The sea rolled mystically away from his eyes.
"An old pattern," his thought murmured, "holding eternities. And the little music keeps tinkling downstairs. A butterfly of sound in the night. Like a miniature of all living. Ah, I'm growing sentimental. Sitting holding hands with the sea. She was sad when I left her. What of it? Von Stinnes. Dear friend! No sadness there. He was right. New phrases, graceful emotions. What an artist! But Warren couldn't write the story. It has to be played by a hurdy-gurdy on a guillotine."

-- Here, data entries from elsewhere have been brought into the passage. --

//! ProbeHashMap: the slot table with load-factor driven rebalancing.

use crate::hash::ProbeSequence;
use crate::prime::next_prime;
use core::fmt;
use std::mem;

/// Base size used by `new()`; also the floor below which that table never
/// shrinks.
const INITIAL_BASE_SIZE: usize = 50;

/// Load percentage above which an insert grows the table first.
const MAX_LOAD_PERCENT: usize = 70;
/// Load percentage below which a remove shrinks the table first.
const MIN_LOAD_PERCENT: usize = 10;

#[derive(Debug)]
struct Entry {
    key: String,
    value: String,
}

/// One slot of the table.
///
/// `Tombstone` marks a formerly occupied slot: available for placement, but
/// probe chains continue through it, so entries placed beyond it stay
/// reachable. `Empty` ends a chain.
#[derive(Debug)]
enum Slot {
    Empty,
    Occupied(Entry),
    Tombstone,
}

/// A string-keyed map over open addressing with double hashing.
///
/// The slot count is always prime and at least the configured base size.
/// Inserting past 70% occupancy doubles the base size first; removing below
/// 10% halves it (never below the base size the table was created with).
/// Deleted entries leave tombstones that later insertions reclaim.
///
/// Single-threaded by design; callers that share a table across threads
/// must serialize every operation externally, since a resize replaces the
/// whole backing store.
pub struct ProbeHashMap {
    slots: Vec<Slot>,
    /// Occupied slots only; tombstones are not counted.
    count: usize,
    /// Requested size the current prime capacity was derived from.
    base_size: usize,
    /// Resizes never take `base_size` below this.
    floor: usize,
}

impl ProbeHashMap {
    /// Empty table at the default base size of 50 (53 slots).
    pub fn new() -> Self {
        Self::with_base_size(INITIAL_BASE_SIZE)
    }

    /// Empty table whose capacity is the smallest prime `>= base_size`.
    /// `base_size` is also the table's shrink floor.
    pub fn with_base_size(base_size: usize) -> Self {
        // Doubling from 0 or 1 never grows; 2 is the smallest workable base.
        let base_size = base_size.max(2);
        let size = next_prime(base_size);
        let mut slots = Vec::with_capacity(size);
        slots.resize_with(size, || Slot::Empty);
        Self {
            slots,
            count: 0,
            base_size,
            floor: base_size,
        }
    }

    /// Number of live entries.
    pub fn len(&self) -> usize {
        self.count
    }

    pub fn is_empty(&self) -> bool {
        self.count == 0
    }

    /// Actual slot count. Always prime and `>=` the configured base size.
    pub fn capacity(&self) -> usize {
        self.slots.len()
    }

    fn load_percent(&self) -> usize {
        self.count * 100 / self.slots.len()
    }

    /// Insert or overwrite. Exactly one slot is written: an existing entry
    /// for `key` is updated in place, otherwise the new entry fills the
    /// first Empty or Tombstone slot along the key's probe chain.
    pub fn insert(&mut self, key: String, value: String) {
        if self.load_percent() > MAX_LOAD_PERCENT {
            self.resize_up();
        }
        self.place(key, value);
    }

    /// Look up the value stored for `key`.
    ///
    /// The probe skips tombstones, stops at the first Empty slot, and is
    /// bounded to one full pass over the table: a chain with no Empty slot
    /// left (possible once tombstones saturate a floor-pinned table) ends
    /// in a miss rather than a cycle.
    pub fn get(&self, key: &str) -> Option<&str> {
        let size = self.slots.len();
        for index in ProbeSequence::new(key, size).take(size) {
            match &self.slots[index] {
                Slot::Occupied(entry) if entry.key == key => {
                    return Some(entry.value.as_str());
                }
                Slot::Occupied(_) | Slot::Tombstone => {}
                Slot::Empty => return None,
            }
        }
        self.debug_check_saturated();
        None
    }

    pub fn contains_key(&self, key: &str) -> bool {
        self.get(key).is_some()
    }

    /// Remove `key`, returning its value. The slot becomes a tombstone so
    /// chains probing through it keep working. Absent keys are a no-op and
    /// leave the entry count untouched.
    pub fn remove(&mut self, key: &str) -> Option<String> {
        if self.load_percent() < MIN_LOAD_PERCENT {
            self.resize_down();
        }
        let size = self.slots.len();
        for index in ProbeSequence::new(key, size).take(size) {
            let hit = match &self.slots[index] {
                Slot::Occupied(entry) => entry.key == key,
                Slot::Tombstone => false,
                Slot::Empty => return None,
            };
            if hit {
                self.count -= 1;
                match mem::replace(&mut self.slots[index], Slot::Tombstone) {
                    Slot::Occupied(entry) => return Some(entry.value),
                    _ => unreachable!("hit slot was occupied"),
                }
            }
        }
        self.debug_check_saturated();
        None
    }

    /// Probe for `key` and write exactly one slot. Shared by `insert` and
    /// resize migration so rebuilt tables go through the same placement.
    fn place(&mut self, key: String, value: String) {
        let size = self.slots.len();
        let mut reusable: Option<usize> = None;

        for index in ProbeSequence::new(&key, size).take(size) {
            match &mut self.slots[index] {
                Slot::Occupied(entry) if entry.key == key => {
                    entry.value = value;
                    return;
                }
                Slot::Occupied(_) => continue,
                Slot::Tombstone => {
                    // Remember the earliest reusable slot, but keep
                    // scanning: the key may live further down the chain
                    // and must be overwritten, not duplicated.
                    if reusable.is_none() {
                        reusable = Some(index);
                    }
                    continue;
                }
                Slot::Empty => {}
            }
            // Empty slot: the key is nowhere in this chain.
            let target = reusable.unwrap_or(index);
            self.slots[target] = Slot::Occupied(Entry { key, value });
            self.count += 1;
            return;
        }

        // Full pass without an Empty slot or a key match. A tombstone must
        // have been seen: the load bound keeps count below capacity.
        let Some(target) = reusable else {
            unreachable!("probe sequence exhausted with every slot occupied");
        };
        log::trace!("tombstone-saturated table; placing in slot {target}");
        self.slots[target] = Slot::Occupied(Entry { key, value });
        self.count += 1;
    }

    fn resize_up(&mut self) {
        self.resize(self.base_size * 2);
    }

    fn resize_down(&mut self) {
        self.resize(self.base_size / 2);
    }

    /// Rebuild over `next_prime(new_base_size)` slots, re-placing every
    /// occupied entry through the normal placement path; tombstones are
    /// dropped. No-op when the target is below the floor. The swap of
    /// backing store, capacity, and count is a single assignment.
    fn resize(&mut self, new_base_size: usize) {
        if new_base_size < self.floor {
            return;
        }
        let mut next = Self::with_base_size(new_base_size);
        next.floor = self.floor;
        log::debug!(
            "resizing table: {} -> {} slots ({} live entries)",
            self.capacity(),
            next.capacity(),
            self.count
        );
        for slot in mem::take(&mut self.slots) {
            if let Slot::Occupied(entry) = slot {
                next.place(entry.key, entry.value);
            }
        }
        *self = next;
    }

    /// A probe that ran a full pass is legitimate only when tombstones have
    /// soaked up every Empty slot; anything else means broken invariants.
    fn debug_check_saturated(&self) {
        debug_assert!(
            !self.slots.iter().any(|s| matches!(s, Slot::Empty)),
            "full probe pass over a table that still has Empty slots"
        );
    }
}

impl Default for ProbeHashMap {
    fn default() -> Self {
        Self::new()
    }
}

impl fmt::Debug for ProbeHashMap {
    fn fmt(&self, f: &mut fmt::Formatter<'_>) -> fmt::Result {
        f.debug_struct("ProbeHashMap")
            .field("len", &self.count)
            .field("capacity", &self.capacity())
            .finish_non_exhaustive()
    }
}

He let his words wander gropingly over the water until a silence entered him. Thus life wandered away. The sea beat time to the passing of ships, changing ships. But always the same beat. It was the constancy of the stars that saddened him. September stars. The stars were yesterdays. Yes, unchanging spaces, unchanging yesterdays, and a ship's orchestra dropping little valses into the dark sea. He opened a silver cigarette-case—an heirloom with a crest on it. Von Stinnes again. Curious how he remembered him—a memory neither sad nor merry—but final like the sea. A phantom of word and incident that bowed with an enchanting irony out of an April day. The other, the fool with the gun.... Good God, he was a murderer! He smiled. Von Stinnes, a melancholy Pierrot doffing his hat with a gallant snicker to the moon. Hazlitt, a pantaloon. Yet tragic. Yes, there was something in the café that night—two men hurling themselves drunkenly against the taunting emptiness of life. The rage had come because he had remembered Rachel. A sudden mysterious remembering. A remembering that she was gone. It had torn for a moment at his heart, shouted in his ears and driven him mad.

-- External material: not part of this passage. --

pub mod land_mask;
pub mod raster;

pub use land_mask::*;
pub use raster::*;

Something had taken Rachel out of him. Time had eaten her image out of him. He had remembered this in the café. But why had he fired at the stranger? Because the man's eyes blazed. Because he had become for an instant an intolerable comrade.
"We fought each other for what someone else had done to us," Dorn murmured. "Not Rachel but someone that couldn't be touched. Absurd!" Hazlitt slipped like a shadow out of his mind—an unanswered question.

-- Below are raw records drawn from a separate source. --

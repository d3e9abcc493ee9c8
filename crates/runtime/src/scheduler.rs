use tracing::info;

use crate::device::DeviceClass;
use crate::frame::Frame;

/// Slack below the threshold still read as visible. Intersection ratios
/// reported at a threshold crossing can land a hair under the threshold.
pub const VISIBILITY_EPSILON: f64 = 1e-3;

#[derive(Debug, Copy, Clone, PartialEq, Eq)]
pub enum VisibilityTransition {
    BecameVisible,
    BecameHidden,
}

/// Gates per-frame work on viewport visibility.
///
/// The device class is fixed at construction. Visibility is the only mutable
/// input and is written exclusively through [`FrameScheduler::observe_intersection`]
/// (or [`FrameScheduler::set_visible`] for hosts without an intersection signal).
/// While hidden, [`FrameScheduler::begin_frame`] returns `None` and the frame
/// clock does not move.
#[derive(Debug, Clone)]
pub struct FrameScheduler {
    device: DeviceClass,
    visibility_threshold: f64,
    visible: bool,
    last_frame: Option<Frame>,
    suspended_ticks: u64,
}

impl FrameScheduler {
    /// Starts visible: hosts that never report intersection still animate.
    pub fn new(device: DeviceClass, visibility_threshold: f64) -> Self {
        Self {
            device,
            visibility_threshold,
            visible: true,
            last_frame: None,
            suspended_ticks: 0,
        }
    }

    pub fn device(&self) -> DeviceClass {
        self.device
    }

    pub fn is_visible(&self) -> bool {
        self.visible
    }

    /// Feeds the fraction of the visualization's bounding box that is in view.
    pub fn observe_intersection(&mut self, ratio: f64) -> Option<VisibilityTransition> {
        // NaN compares false, so a garbage ratio reads as hidden.
        let visible = ratio + VISIBILITY_EPSILON >= self.visibility_threshold;
        self.set_visible(visible)
    }

    pub fn set_visible(&mut self, visible: bool) -> Option<VisibilityTransition> {
        if visible == self.visible {
            return None;
        }
        self.visible = visible;
        let transition = if visible {
            VisibilityTransition::BecameVisible
        } else {
            VisibilityTransition::BecameHidden
        };
        info!(?transition, suspended_ticks = self.suspended_ticks, "visibility changed");
        Some(transition)
    }

    /// Returns the frame to run, or `None` if this tick is suspended.
    pub fn begin_frame(&mut self, dt_s: f64) -> Option<Frame> {
        if !self.visible {
            self.suspended_ticks += 1;
            return None;
        }
        let frame = match self.last_frame {
            Some(prev) => prev.next(dt_s),
            None => Frame::first(dt_s),
        };
        self.last_frame = Some(frame);
        Some(frame)
    }

    /// Most recent frame that actually ran.
    pub fn last_frame(&self) -> Option<Frame> {
        self.last_frame
    }

    /// Frame used to stamp events raised outside a running tick.
    pub fn current_frame(&self) -> Frame {
        self.last_frame.unwrap_or_else(|| Frame::first(0.0))
    }

    pub fn suspended_ticks(&self) -> u64 {
        self.suspended_ticks
    }
}

#[cfg(test)]
mod tests {
    use super::{FrameScheduler, VisibilityTransition};
    use crate::device::DeviceClass;

    fn scheduler() -> FrameScheduler {
        FrameScheduler::new(DeviceClass::Full, 0.1)
    }

    #[test]
    fn starts_visible_and_runs_frames() {
        let mut s = scheduler();
        assert!(s.is_visible());
        let f0 = s.begin_frame(0.016).unwrap();
        let f1 = s.begin_frame(0.016).unwrap();
        assert_eq!(f0.index, 0);
        assert_eq!(f1.index, 1);
    }

    #[test]
    fn ratio_below_threshold_suspends() {
        let mut s = scheduler();
        assert_eq!(
            s.observe_intersection(0.05),
            Some(VisibilityTransition::BecameHidden)
        );
        for _ in 0..10 {
            assert!(s.begin_frame(0.016).is_none());
        }
        assert_eq!(s.suspended_ticks(), 10);
        assert!(s.last_frame().is_none());
    }

    #[test]
    fn resume_continues_frame_index() {
        let mut s = scheduler();
        s.begin_frame(0.016);
        s.observe_intersection(0.0);
        s.begin_frame(0.016);
        assert_eq!(
            s.observe_intersection(0.1),
            Some(VisibilityTransition::BecameVisible)
        );
        assert_eq!(s.begin_frame(0.016).unwrap().index, 1);
    }

    #[test]
    fn ratio_just_under_threshold_counts_as_visible() {
        let mut s = scheduler();
        s.observe_intersection(0.0);
        assert_eq!(
            s.observe_intersection(0.0995),
            Some(VisibilityTransition::BecameVisible)
        );
        assert!(s.begin_frame(0.016).is_some());
        assert_eq!(
            s.observe_intersection(0.098),
            Some(VisibilityTransition::BecameHidden)
        );
    }

    #[test]
    fn repeated_observations_do_not_retrigger() {
        let mut s = scheduler();
        assert_eq!(s.observe_intersection(0.9), None);
        assert!(s.observe_intersection(0.0).is_some());
        assert_eq!(s.observe_intersection(0.02), None);
        assert_eq!(s.observe_intersection(f64::NAN), None);
    }

    #[test]
    fn device_class_is_fixed() {
        let s = FrameScheduler::new(DeviceClass::Constrained, 0.1);
        assert_eq!(s.device(), DeviceClass::Constrained);
    }
}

The throbbing ship with its tinkling orchestra, its laughing, chattering faces, was carrying him home over a dark sea. At night he sat alone watching the circle of water. Four vanished nights. Four more nights. He sighed. The sadness that lay in his heart desired to talk to him. He struggled to change his thinking. Ideas that were new to him arose at night on the ship.
"Not now," he whispered. He was postponing something. But the night and the rolling sea were swallowing his resistance. Words that would tell him the pain in his heart waited for him.... "Anna. Dear God, Anna! It's that. But why Anna now? It was easy before."
Words of Anna waited for him. He stared into the dark.
"I want her. I must go back to her. Anna, forgive me!"